Exercise goal>
Produce an exact copy of the data below.

Material provided>

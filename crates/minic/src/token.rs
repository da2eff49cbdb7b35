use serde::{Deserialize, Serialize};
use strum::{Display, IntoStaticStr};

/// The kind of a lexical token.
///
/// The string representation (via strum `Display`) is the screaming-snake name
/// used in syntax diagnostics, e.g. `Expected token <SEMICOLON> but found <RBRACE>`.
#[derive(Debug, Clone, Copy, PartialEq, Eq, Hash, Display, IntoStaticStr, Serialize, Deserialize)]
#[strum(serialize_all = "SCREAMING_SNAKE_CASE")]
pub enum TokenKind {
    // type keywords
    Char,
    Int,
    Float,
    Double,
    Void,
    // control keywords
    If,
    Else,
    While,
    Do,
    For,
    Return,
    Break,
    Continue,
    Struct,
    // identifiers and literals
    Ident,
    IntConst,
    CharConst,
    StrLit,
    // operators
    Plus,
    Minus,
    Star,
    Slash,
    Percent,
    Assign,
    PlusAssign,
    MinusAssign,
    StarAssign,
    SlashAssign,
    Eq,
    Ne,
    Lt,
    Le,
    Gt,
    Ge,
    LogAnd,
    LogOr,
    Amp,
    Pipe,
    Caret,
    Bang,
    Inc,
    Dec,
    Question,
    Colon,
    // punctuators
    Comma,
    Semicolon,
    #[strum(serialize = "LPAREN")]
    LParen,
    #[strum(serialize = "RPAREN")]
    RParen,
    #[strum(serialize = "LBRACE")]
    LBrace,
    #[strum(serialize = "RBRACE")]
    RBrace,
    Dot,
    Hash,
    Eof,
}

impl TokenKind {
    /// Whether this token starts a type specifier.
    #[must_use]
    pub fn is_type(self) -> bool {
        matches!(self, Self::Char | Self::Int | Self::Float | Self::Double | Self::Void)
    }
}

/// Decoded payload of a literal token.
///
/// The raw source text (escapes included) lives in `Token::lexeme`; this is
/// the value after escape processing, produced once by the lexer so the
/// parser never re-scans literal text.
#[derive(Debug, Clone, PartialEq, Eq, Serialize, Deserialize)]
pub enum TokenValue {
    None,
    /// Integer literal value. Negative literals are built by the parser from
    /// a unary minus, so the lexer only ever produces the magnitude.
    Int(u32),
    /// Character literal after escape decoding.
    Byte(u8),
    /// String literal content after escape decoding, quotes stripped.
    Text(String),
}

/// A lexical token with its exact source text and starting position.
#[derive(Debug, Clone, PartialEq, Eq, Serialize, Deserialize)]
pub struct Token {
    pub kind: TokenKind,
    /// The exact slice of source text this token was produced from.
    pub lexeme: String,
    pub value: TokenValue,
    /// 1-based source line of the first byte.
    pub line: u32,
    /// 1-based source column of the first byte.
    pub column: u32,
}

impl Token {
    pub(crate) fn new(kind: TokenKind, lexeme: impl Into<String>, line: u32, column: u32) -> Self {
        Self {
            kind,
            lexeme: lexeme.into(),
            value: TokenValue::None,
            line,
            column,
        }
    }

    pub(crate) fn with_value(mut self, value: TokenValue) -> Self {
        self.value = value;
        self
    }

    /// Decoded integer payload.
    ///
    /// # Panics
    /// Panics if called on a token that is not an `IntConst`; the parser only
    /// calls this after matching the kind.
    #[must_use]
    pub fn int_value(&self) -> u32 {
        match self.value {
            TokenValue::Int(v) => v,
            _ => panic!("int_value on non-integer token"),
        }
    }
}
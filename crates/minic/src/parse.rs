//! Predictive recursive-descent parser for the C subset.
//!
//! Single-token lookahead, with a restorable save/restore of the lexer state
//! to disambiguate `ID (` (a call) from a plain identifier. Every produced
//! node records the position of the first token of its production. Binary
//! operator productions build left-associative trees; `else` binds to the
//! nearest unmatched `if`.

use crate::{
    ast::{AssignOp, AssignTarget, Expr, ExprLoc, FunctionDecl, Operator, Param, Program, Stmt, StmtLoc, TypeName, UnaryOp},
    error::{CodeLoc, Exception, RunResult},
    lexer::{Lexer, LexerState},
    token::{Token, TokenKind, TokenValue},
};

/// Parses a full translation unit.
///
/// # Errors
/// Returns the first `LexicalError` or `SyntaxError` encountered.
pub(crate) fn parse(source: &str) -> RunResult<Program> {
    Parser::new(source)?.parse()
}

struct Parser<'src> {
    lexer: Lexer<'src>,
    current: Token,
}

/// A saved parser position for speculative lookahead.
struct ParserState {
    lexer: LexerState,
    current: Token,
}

Result of this task>
filename crates/minic/src/token.rs
repository da2eff49cbdb7b35
use serde::{Deserialize, Serialize};
use strum::{Display, IntoStaticStr};

/// The kind of a lexical token.
///
/// The string representation (via strum `Display`) is the screaming-snake name
/// used in syntax diagnostics, e.g. `Expected token <SEMICOLON> but found <RBRACE>`.
#[derive(Debug, Clone, Copy, PartialEq, Eq, Hash, Display, IntoStaticStr, Serialize, Deserialize)]
#[strum(serialize_all = "SCREAMING_SNAKE_CASE")]
pub enum TokenKind {
    // type keywords
    Char,
    Int,
    Float,
    Double,
    Void,
    // control keywords
    If,
    Else,
    While,
    Do,
    For,
    Return,
    Break,
    Continue,
    Struct,
    // identifiers and literals
    Ident,
    IntConst,
    CharConst,
    StrLit,
    // operators
    Plus,
    Minus,
    Star,
    Slash,
    Percent,
    Assign,
    PlusAssign,
    MinusAssign,
    StarAssign,
    SlashAssign,
    Eq,
    Ne,
    Lt,
    Le,
    Gt,
    Ge,
    LogAnd,
    LogOr,
    Amp,
    Pipe,
    Caret,
    Bang,
    Inc,
    Dec,
    Question,
    Colon,
    // punctuators
    Comma,
    Semicolon,
    #[strum(serialize = "LPAREN")]
    LParen,
    #[strum(serialize = "RPAREN")]
    RParen,
    #[strum(serialize = "LBRACE")]
    LBrace,
    #[strum(serialize = "RBRACE")]
    RBrace,
    Dot,
    Hash,
    Eof,
}

impl TokenKind {
    /// Whether this token starts a type specifier.
    #[must_use]
    pub fn is_type(self) -> bool {
        matches!(self, Self::Char | Self::Int | Self::Float | Self::Double | Self::Void)
    }
}

/// Decoded payload of a literal token.
///
/// The raw source text (escapes included) lives in `Token::lexeme`; this is
/// the value after escape processing, produced once by the lexer so the
/// parser never re-scans literal text.
#[derive(Debug, Clone, PartialEq, Eq, Serialize, Deserialize)]
pub enum TokenValue {
    None,
    /// Integer literal value. Negative literals are built by the parser from
    /// a unary minus, so the lexer only ever produces the magnitude.
    Int(u32),
    /// Character literal after escape decoding.
    Byte(u8),
    /// String literal content after escape decoding, quotes stripped.
    Text(String),
}

/// A lexical token with its exact source text and starting position.
#[derive(Debug, Clone, PartialEq, Eq, Serialize, Deserialize)]
pub struct Token {
    pub kind: TokenKind,
    /// The exact slice of source text this token was produced from.
    pub lexeme: String,
    pub value: TokenValue,
    /// 1-based source line of the first byte.
    pub line: u32,
    /// 1-based source column of the first byte.
    pub column: u32,
}

impl Token {
    pub(crate) fn new(kind: TokenKind, lexeme: impl Into<String>, line: u32, column: u32) -> Self {
        Self {
            kind,
            lexeme: lexeme.into(),
            value: TokenValue::None,
            line,
            column,
        }
    }

    pub(crate) fn with_value(mut self, value: TokenValue) -> Self {
        self.value = value;
        self
    }

    /// Decoded integer payload.
    ///
    /// # Panics
    /// Panics if called on a token that is not an `IntConst`; the parser only
    /// calls this after matching the kind.
    #[must_use]
    pub fn int_value(&self) -> u32 {
        match self.value {
            TokenValue::Int(v) => v,
            _ => panic!("int_value on non-integer token"),
        }
    }
}
filename crates/minic/src/parse.rs
//! Predictive recursive-descent parser for the C subset.
//!
//! Single-token lookahead, with a restorable save/restore of the lexer state
//! to disambiguate `ID (` (a call) from a plain identifier. Every produced
//! node records the position of the first token of its production. Binary
//! operator productions build left-associative trees; `else` binds to the
//! nearest unmatched `if`.

use crate::{
    ast::{AssignOp, AssignTarget, Expr, ExprLoc, FunctionDecl, Operator, Param, Program, Stmt, StmtLoc, TypeName, UnaryOp},
    error::{CodeLoc, Exception, RunResult},
    lexer::{Lexer, LexerState},
    token::{Token, TokenKind, TokenValue},
};

/// Parses a full translation unit.
///
/// # Errors
/// Returns the first `LexicalError` or `SyntaxError` encountered.
pub(crate) fn parse(source: &str) -> RunResult<Program> {
    Parser::new(source)?.parse()
}

struct Parser<'src> {
    lexer: Lexer<'src>,
    current: Token,
}

/// A saved parser position for speculative lookahead.
struct ParserState {
    lexer: LexerState,
    current: Token,
}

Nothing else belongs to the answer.